══ Available data ══

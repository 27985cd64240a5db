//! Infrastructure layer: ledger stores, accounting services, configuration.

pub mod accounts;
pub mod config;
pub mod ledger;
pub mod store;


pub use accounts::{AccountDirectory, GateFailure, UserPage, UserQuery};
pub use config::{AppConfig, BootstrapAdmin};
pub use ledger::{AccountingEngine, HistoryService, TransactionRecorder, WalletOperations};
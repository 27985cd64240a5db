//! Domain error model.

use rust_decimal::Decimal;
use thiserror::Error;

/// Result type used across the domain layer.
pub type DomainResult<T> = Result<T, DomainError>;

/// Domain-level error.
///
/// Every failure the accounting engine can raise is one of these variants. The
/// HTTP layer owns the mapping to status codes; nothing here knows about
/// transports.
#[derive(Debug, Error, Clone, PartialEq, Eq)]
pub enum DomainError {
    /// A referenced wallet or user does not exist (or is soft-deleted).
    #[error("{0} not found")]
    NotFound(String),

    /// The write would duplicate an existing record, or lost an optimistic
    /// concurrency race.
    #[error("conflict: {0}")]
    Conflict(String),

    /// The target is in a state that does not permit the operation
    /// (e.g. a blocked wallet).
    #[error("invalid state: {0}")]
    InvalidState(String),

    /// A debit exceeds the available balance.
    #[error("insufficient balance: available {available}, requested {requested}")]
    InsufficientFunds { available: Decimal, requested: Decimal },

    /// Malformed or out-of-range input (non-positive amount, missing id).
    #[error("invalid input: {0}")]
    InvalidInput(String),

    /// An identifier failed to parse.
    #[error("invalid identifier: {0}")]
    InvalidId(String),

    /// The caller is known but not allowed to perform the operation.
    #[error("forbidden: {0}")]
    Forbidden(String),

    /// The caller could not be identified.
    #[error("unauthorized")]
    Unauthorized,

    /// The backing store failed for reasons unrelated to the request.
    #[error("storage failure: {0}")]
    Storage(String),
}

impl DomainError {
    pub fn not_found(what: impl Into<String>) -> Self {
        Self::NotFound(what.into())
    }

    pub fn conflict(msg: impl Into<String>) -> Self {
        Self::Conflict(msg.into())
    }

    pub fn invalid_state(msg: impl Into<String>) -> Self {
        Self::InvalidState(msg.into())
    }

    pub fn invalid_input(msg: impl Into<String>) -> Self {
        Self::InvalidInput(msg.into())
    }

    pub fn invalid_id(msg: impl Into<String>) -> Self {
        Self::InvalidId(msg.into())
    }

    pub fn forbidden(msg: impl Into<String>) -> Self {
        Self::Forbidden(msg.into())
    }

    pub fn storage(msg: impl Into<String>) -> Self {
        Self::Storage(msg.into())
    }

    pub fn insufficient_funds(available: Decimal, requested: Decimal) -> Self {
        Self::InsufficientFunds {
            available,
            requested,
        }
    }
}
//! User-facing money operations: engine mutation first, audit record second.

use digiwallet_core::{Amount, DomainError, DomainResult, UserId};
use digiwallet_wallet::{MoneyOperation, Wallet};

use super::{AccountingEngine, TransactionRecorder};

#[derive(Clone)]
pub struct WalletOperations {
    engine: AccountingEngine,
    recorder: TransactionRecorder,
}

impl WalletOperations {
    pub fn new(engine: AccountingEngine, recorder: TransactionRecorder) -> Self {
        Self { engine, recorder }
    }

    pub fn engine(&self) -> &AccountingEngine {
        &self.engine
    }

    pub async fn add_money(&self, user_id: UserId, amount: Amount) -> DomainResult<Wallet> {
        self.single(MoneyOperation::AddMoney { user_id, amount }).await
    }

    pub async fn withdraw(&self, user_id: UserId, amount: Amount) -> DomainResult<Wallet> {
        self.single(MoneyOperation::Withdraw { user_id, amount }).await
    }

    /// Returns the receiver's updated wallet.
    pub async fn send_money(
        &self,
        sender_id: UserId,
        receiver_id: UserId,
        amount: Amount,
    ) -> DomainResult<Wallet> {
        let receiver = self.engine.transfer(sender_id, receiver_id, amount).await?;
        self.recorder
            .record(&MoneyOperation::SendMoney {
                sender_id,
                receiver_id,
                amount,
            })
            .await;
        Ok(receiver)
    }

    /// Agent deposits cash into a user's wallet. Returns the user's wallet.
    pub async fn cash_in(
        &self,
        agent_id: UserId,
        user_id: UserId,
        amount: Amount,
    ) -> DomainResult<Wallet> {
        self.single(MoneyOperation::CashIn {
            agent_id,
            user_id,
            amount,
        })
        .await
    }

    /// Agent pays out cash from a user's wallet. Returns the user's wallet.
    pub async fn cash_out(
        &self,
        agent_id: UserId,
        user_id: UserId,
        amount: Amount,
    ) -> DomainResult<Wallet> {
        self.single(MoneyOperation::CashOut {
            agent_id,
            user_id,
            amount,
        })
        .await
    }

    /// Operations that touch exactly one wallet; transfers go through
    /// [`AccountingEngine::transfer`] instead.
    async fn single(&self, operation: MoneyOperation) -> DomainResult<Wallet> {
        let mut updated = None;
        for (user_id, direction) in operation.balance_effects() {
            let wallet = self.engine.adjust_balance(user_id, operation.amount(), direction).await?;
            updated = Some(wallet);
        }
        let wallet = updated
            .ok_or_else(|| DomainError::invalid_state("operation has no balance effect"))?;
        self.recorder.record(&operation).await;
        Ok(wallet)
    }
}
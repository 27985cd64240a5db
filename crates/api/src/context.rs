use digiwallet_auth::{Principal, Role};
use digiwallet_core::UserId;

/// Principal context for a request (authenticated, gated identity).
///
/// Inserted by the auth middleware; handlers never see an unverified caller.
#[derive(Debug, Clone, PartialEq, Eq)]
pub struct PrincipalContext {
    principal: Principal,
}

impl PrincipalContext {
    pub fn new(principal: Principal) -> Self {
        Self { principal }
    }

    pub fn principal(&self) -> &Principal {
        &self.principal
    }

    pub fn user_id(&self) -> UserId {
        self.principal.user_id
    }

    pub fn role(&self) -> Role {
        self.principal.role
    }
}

═══

_Exercise directions_. Please quote every record above exactly as it appears.

_Exercise result_.
repository 27985cd64240a5db
//! Infrastructure layer: ledger stores, accounting services, configuration.

pub mod accounts;
pub mod config;
pub mod ledger;
pub mod store;


pub use accounts::{AccountDirectory, GateFailure, UserPage, UserQuery};
pub use config::{AppConfig, BootstrapAdmin};
pub use ledger::{AccountingEngine, HistoryService, TransactionRecorder, WalletOperations};
repository 27985cd64240a5db
//! Domain error model.

use rust_decimal::Decimal;
use thiserror::Error;

/// Result type used across the domain layer.
pub type DomainResult<T> = Result<T, DomainError>;

/// Domain-level error.
///
/// Every failure the accounting engine can raise is one of these variants. The
/// HTTP layer owns the mapping to status codes; nothing here knows about
/// transports.
#[derive(Debug, Error, Clone, PartialEq, Eq)]
pub enum DomainError {
    /// A referenced wallet or user does not exist (or is soft-deleted).
    #[error("{0} not found")]
    NotFound(String),

    /// The write would duplicate an existing record, or lost an optimistic
    /// concurrency race.
    #[error("conflict: {0}")]
    Conflict(String),

    /// The target is in a state that does not permit the operation
    /// (e.g. a blocked wallet).
    #[error("invalid state: {0}")]
    InvalidState(String),

    /// A debit exceeds the available balance.
    #[error("insufficient balance: available {available}, requested {requested}")]
    InsufficientFunds { available: Decimal, requested: Decimal },

    /// Malformed or out-of-range input (non-positive amount, missing id).
    #[error("invalid input: {0}")]
    InvalidInput(String),

    /// An identifier failed to parse.
    #[error("invalid identifier: {0}")]
    InvalidId(String),

    /// The caller is known but not allowed to perform the operation.
    #[error("forbidden: {0}")]
    Forbidden(String),

    /// The caller could not be identified.
    #[error("unauthorized")]
    Unauthorized,

    /// The backing store failed for reasons unrelated to the request.
    #[error("storage failure: {0}")]
    Storage(String),
}

impl DomainError {
    pub fn not_found(what: impl Into<String>) -> Self {
        Self::NotFound(what.into())
    }

    pub fn conflict(msg: impl Into<String>) -> Self {
        Self::Conflict(msg.into())
    }

    pub fn invalid_state(msg: impl Into<String>) -> Self {
        Self::InvalidState(msg.into())
    }

    pub fn invalid_input(msg: impl Into<String>) -> Self {
        Self::InvalidInput(msg.into())
    }

    pub fn invalid_id(msg: impl Into<String>) -> Self {
        Self::InvalidId(msg.into())
    }

    pub fn forbidden(msg: impl Into<String>) -> Self {
        Self::Forbidden(msg.into())
    }

    pub fn storage(msg: impl Into<String>) -> Self {
        Self::Storage(msg.into())
    }

    pub fn insufficient_funds(available: Decimal, requested: Decimal) -> Self {
        Self::InsufficientFunds {
            available,
            requested,
        }
    }
}
//! User-facing money operations: engine mutation first, audit record second.

use digiwallet_core::{Amount, DomainError, DomainResult, UserId};
use digiwallet_wallet::{MoneyOperation, Wallet};

use super::{AccountingEngine, TransactionRecorder};

#[derive(Clone)]
pub struct WalletOperations {
    engine: AccountingEngine,
    recorder: TransactionRecorder,
}

impl WalletOperations {
    pub fn new(engine: AccountingEngine, recorder: TransactionRecorder) -> Self {
        Self { engine, recorder }
    }

    pub fn engine(&self) -> &AccountingEngine {
        &self.engine
    }

    pub async fn add_money(&self, user_id: UserId, amount: Amount) -> DomainResult<Wallet> {
        self.single(MoneyOperation::AddMoney { user_id, amount }).await
    }

    pub async fn withdraw(&self, user_id: UserId, amount: Amount) -> DomainResult<Wallet> {
        self.single(MoneyOperation::Withdraw { user_id, amount }).await
    }

    /// Returns the receiver's updated wallet.
    pub async fn send_money(
        &self,
        sender_id: UserId,
        receiver_id: UserId,
        amount: Amount,
    ) -> DomainResult<Wallet> {
        let receiver = self.engine.transfer(sender_id, receiver_id, amount).await?;
        self.recorder
            .record(&MoneyOperation::SendMoney {
                sender_id,
                receiver_id,
                amount,
            })
            .await;
        Ok(receiver)
    }

    /// Agent deposits cash into a user's wallet. Returns the user's wallet.
    pub async fn cash_in(
        &self,
        agent_id: UserId,
        user_id: UserId,
        amount: Amount,
    ) -> DomainResult<Wallet> {
        self.single(MoneyOperation::CashIn {
            agent_id,
            user_id,
            amount,
        })
        .await
    }

    /// Agent pays out cash from a user's wallet. Returns the user's wallet.
    pub async fn cash_out(
        &self,
        agent_id: UserId,
        user_id: UserId,
        amount: Amount,
    ) -> DomainResult<Wallet> {
        self.single(MoneyOperation::CashOut {
            agent_id,
            user_id,
            amount,
        })
        .await
    }

    /// Operations that touch exactly one wallet; transfers go through
    /// [`AccountingEngine::transfer`] instead.
    async fn single(&self, operation: MoneyOperation) -> DomainResult<Wallet> {
        let mut updated = None;
        for (user_id, direction) in operation.balance_effects() {
            let wallet = self.engine.adjust_balance(user_id, operation.amount(), direction).await?;
            updated = Some(wallet);
        }
        let wallet = updated
            .ok_or_else(|| DomainError::invalid_state("operation has no balance effect"))?;
        self.recorder.record(&operation).await;
        Ok(wallet)
    }
}
repository 27985cd64240a5db
filename crates/api/src/context.rs
use digiwallet_auth::{Principal, Role};
use digiwallet_core::UserId;

/// Principal context for a request (authenticated, gated identity).
///
/// Inserted by the auth middleware; handlers never see an unverified caller.
#[derive(Debug, Clone, PartialEq, Eq)]
pub struct PrincipalContext {
    principal: Principal,
}

impl PrincipalContext {
    pub fn new(principal: Principal) -> Self {
        Self { principal }
    }

    pub fn principal(&self) -> &Principal {
        &self.principal
    }

    pub fn user_id(&self) -> UserId {
        self.principal.user_id
    }

    pub fn role(&self) -> Role {
        self.principal.role
    }
}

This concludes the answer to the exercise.